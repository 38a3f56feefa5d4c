//! # Table Repository
//!
//! The Table Registry: physical tables and their session fields.
//!
//! ## Locking
//! ```text
//! ┌─────────────────────────────────────────────────────────────────────────┐
//! │  lock_and_get(table)                                                    │
//! │                                                                         │
//! │    UPDATE tables SET lock_version = lock_version + 1                   │
//! │    WHERE id = ? AND restaurant_id = ?                                  │
//! │    RETURNING ...                                                        │
//! │                                                                         │
//! │  A write, so the row is read under the transaction's write lock and    │
//! │  nobody else can change it until COMMIT / ROLLBACK.                    │
//! │                                                                         │
//! │  Operations that touch two tables lock them in ascending id order.     │
//! └─────────────────────────────────────────────────────────────────────────┘
//! ```

use chrono::{DateTime, Utc};
use serde::{Deserialize, Serialize};
use sqlx::{SqliteConnection, SqlitePool};
use tracing::debug;
use uuid::Uuid;

use crate::error::DbResult;
use comanda_core::{Money, Table, TableState};

macro_rules! table_columns {
    () => {
        "id, number, capacity, branch_id, restaurant_id, state, session_start, \
         cached_running_total, current_order_ref, group_ref, created_at, updated_at"
    };
}

/// Floor overview for a branch.
#[derive(Debug, Clone, Default, PartialEq, Eq, Serialize, Deserialize, sqlx::FromRow)]
pub struct TableStatistics {
    pub total: i64,
    pub free: i64,
    pub occupied: i64,
    pub pending_payment: i64,
    pub reserved: i64,
    pub maintenance: i64,
    /// Sum of cached running totals. Indicative only.
    pub open_amount: Money,
}

/// Repository for table registry operations.
#[derive(Debug, Clone)]
pub struct TableRepository {
    pool: SqlitePool,
}

impl TableRepository {
    /// Creates a new TableRepository.
    pub fn new(pool: SqlitePool) -> Self {
        TableRepository { pool }
    }

    /// Registers a new free table. Uses its own connection.
    ///
    /// ## Returns
    /// * `Err(DbError::UniqueViolation)` - The number is taken in this branch
    pub async fn create(
        &self,
        restaurant_id: &str,
        branch_id: &str,
        number: i64,
        capacity: i64,
    ) -> DbResult<Table> {
        let now = Utc::now();
        let table = Table {
            id: Uuid::new_v4().to_string(),
            number,
            capacity,
            branch_id: branch_id.to_string(),
            restaurant_id: restaurant_id.to_string(),
            state: TableState::Free,
            session_start: None,
            cached_running_total: Money::zero(),
            current_order_ref: None,
            group_ref: None,
            created_at: now,
            updated_at: now,
        };

        let mut conn = self.pool.acquire().await?;
        self.insert(&mut conn, &table).await?;
        Ok(table)
    }

    /// Inserts a table row.
    pub async fn insert(&self, conn: &mut SqliteConnection, table: &Table) -> DbResult<()> {
        debug!(id = %table.id, number = table.number, "Inserting table");

        sqlx::query(
            r#"
            INSERT INTO tables (
                id, number, capacity, branch_id, restaurant_id, state, session_start,
                cached_running_total, current_order_ref, group_ref, created_at, updated_at
            ) VALUES (?1, ?2, ?3, ?4, ?5, ?6, ?7, ?8, ?9, ?10, ?11, ?12)
            "#,
        )
        .bind(&table.id)
        .bind(table.number)
        .bind(table.capacity)
        .bind(&table.branch_id)
        .bind(&table.restaurant_id)
        .bind(table.state)
        .bind(table.session_start)
        .bind(table.cached_running_total)
        .bind(&table.current_order_ref)
        .bind(&table.group_ref)
        .bind(table.created_at)
        .bind(table.updated_at)
        .execute(&mut *conn)
        .await?;

        Ok(())
    }

    /// Reads a table without locking it. Uses its own connection.
    pub async fn find(&self, restaurant_id: &str, id: &str) -> DbResult<Option<Table>> {
        let mut conn = self.pool.acquire().await?;
        self.get_by_id(&mut conn, restaurant_id, id).await
    }

    /// Reads a table, scoped to a restaurant.
    pub async fn get_by_id(
        &self,
        conn: &mut SqliteConnection,
        restaurant_id: &str,
        id: &str,
    ) -> DbResult<Option<Table>> {
        let table = sqlx::query_as::<_, Table>(concat!(
            "SELECT ",
            table_columns!(),
            " FROM tables WHERE id = ?1 AND restaurant_id = ?2"
        ))
        .bind(id)
        .bind(restaurant_id)
        .fetch_optional(&mut *conn)
        .await?;

        Ok(table)
    }

    /// Looks a table up by its business number within a branch.
    pub async fn get_by_number(
        &self,
        conn: &mut SqliteConnection,
        restaurant_id: &str,
        branch_id: &str,
        number: i64,
    ) -> DbResult<Option<Table>> {
        let table = sqlx::query_as::<_, Table>(concat!(
            "SELECT ",
            table_columns!(),
            " FROM tables WHERE restaurant_id = ?1 AND branch_id = ?2 AND number = ?3"
        ))
        .bind(restaurant_id)
        .bind(branch_id)
        .bind(number)
        .fetch_optional(&mut *conn)
        .await?;

        Ok(table)
    }

    /// All tables of a branch, by number.
    pub async fn list_by_branch(
        &self,
        conn: &mut SqliteConnection,
        restaurant_id: &str,
        branch_id: &str,
    ) -> DbResult<Vec<Table>> {
        let tables = sqlx::query_as::<_, Table>(concat!(
            "SELECT ",
            table_columns!(),
            " FROM tables WHERE restaurant_id = ?1 AND branch_id = ?2 ORDER BY number"
        ))
        .bind(restaurant_id)
        .bind(branch_id)
        .fetch_all(&mut *conn)
        .await?;

        Ok(tables)
    }

    /// Locks a table row for the rest of the transaction and returns it.
    ///
    /// ## Returns
    /// * `Ok(None)` - No such table for this restaurant
    pub async fn lock_and_get(
        &self,
        conn: &mut SqliteConnection,
        restaurant_id: &str,
        id: &str,
    ) -> DbResult<Option<Table>> {
        let table = sqlx::query_as::<_, Table>(concat!(
            "UPDATE tables SET lock_version = lock_version + 1 ",
            "WHERE id = ?1 AND restaurant_id = ?2 RETURNING ",
            table_columns!()
        ))
        .bind(id)
        .bind(restaurant_id)
        .fetch_optional(&mut *conn)
        .await?;

        Ok(table)
    }

    /// Writes back every mutable field of a table.
    pub async fn update(&self, conn: &mut SqliteConnection, table: &Table) -> DbResult<()> {
        debug!(
            id = %table.id,
            state = %table.state,
            total = table.cached_running_total.cents(),
            "Updating table"
        );

        sqlx::query(
            r#"
            UPDATE tables SET
                number = ?2,
                capacity = ?3,
                state = ?4,
                session_start = ?5,
                cached_running_total = ?6,
                current_order_ref = ?7,
                group_ref = ?8,
                updated_at = ?9
            WHERE id = ?1
            "#,
        )
        .bind(&table.id)
        .bind(table.number)
        .bind(table.capacity)
        .bind(table.state)
        .bind(table.session_start)
        .bind(table.cached_running_total)
        .bind(&table.current_order_ref)
        .bind(&table.group_ref)
        .bind(table.updated_at)
        .execute(&mut *conn)
        .await?;

        Ok(())
    }

    /// Sets or clears the group reference of a table.
    pub async fn set_group_ref(
        &self,
        conn: &mut SqliteConnection,
        id: &str,
        group_id: Option<&str>,
        now: DateTime<Utc>,
    ) -> DbResult<()> {
        sqlx::query("UPDATE tables SET group_ref = ?2, updated_at = ?3 WHERE id = ?1")
            .bind(id)
            .bind(group_id)
            .bind(now)
            .execute(&mut *conn)
            .await?;
        Ok(())
    }

    /// Counts tables per state for a branch.
    pub async fn statistics(
        &self,
        conn: &mut SqliteConnection,
        restaurant_id: &str,
        branch_id: &str,
    ) -> DbResult<TableStatistics> {
        let stats = sqlx::query_as::<_, TableStatistics>(
            r#"
            SELECT
                COUNT(*) AS total,
                COALESCE(SUM(state = 'free'), 0) AS free,
                COALESCE(SUM(state = 'occupied'), 0) AS occupied,
                COALESCE(SUM(state = 'pending_payment'), 0) AS pending_payment,
                COALESCE(SUM(state = 'reserved'), 0) AS reserved,
                COALESCE(SUM(state = 'maintenance'), 0) AS maintenance,
                COALESCE(SUM(cached_running_total), 0) AS open_amount
            FROM tables
            WHERE restaurant_id = ?1 AND branch_id = ?2
            "#,
        )
        .bind(restaurant_id)
        .bind(branch_id)
        .fetch_one(&mut *conn)
        .await?;

        Ok(stats)
    }
}

// =============================================================================
// Unit Tests
// =============================================================================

————————

_EXERCISE AIM:_ Please give only the number of lines above that contain the word "TableStatistics".

_YOUR RESPONSE:_ 3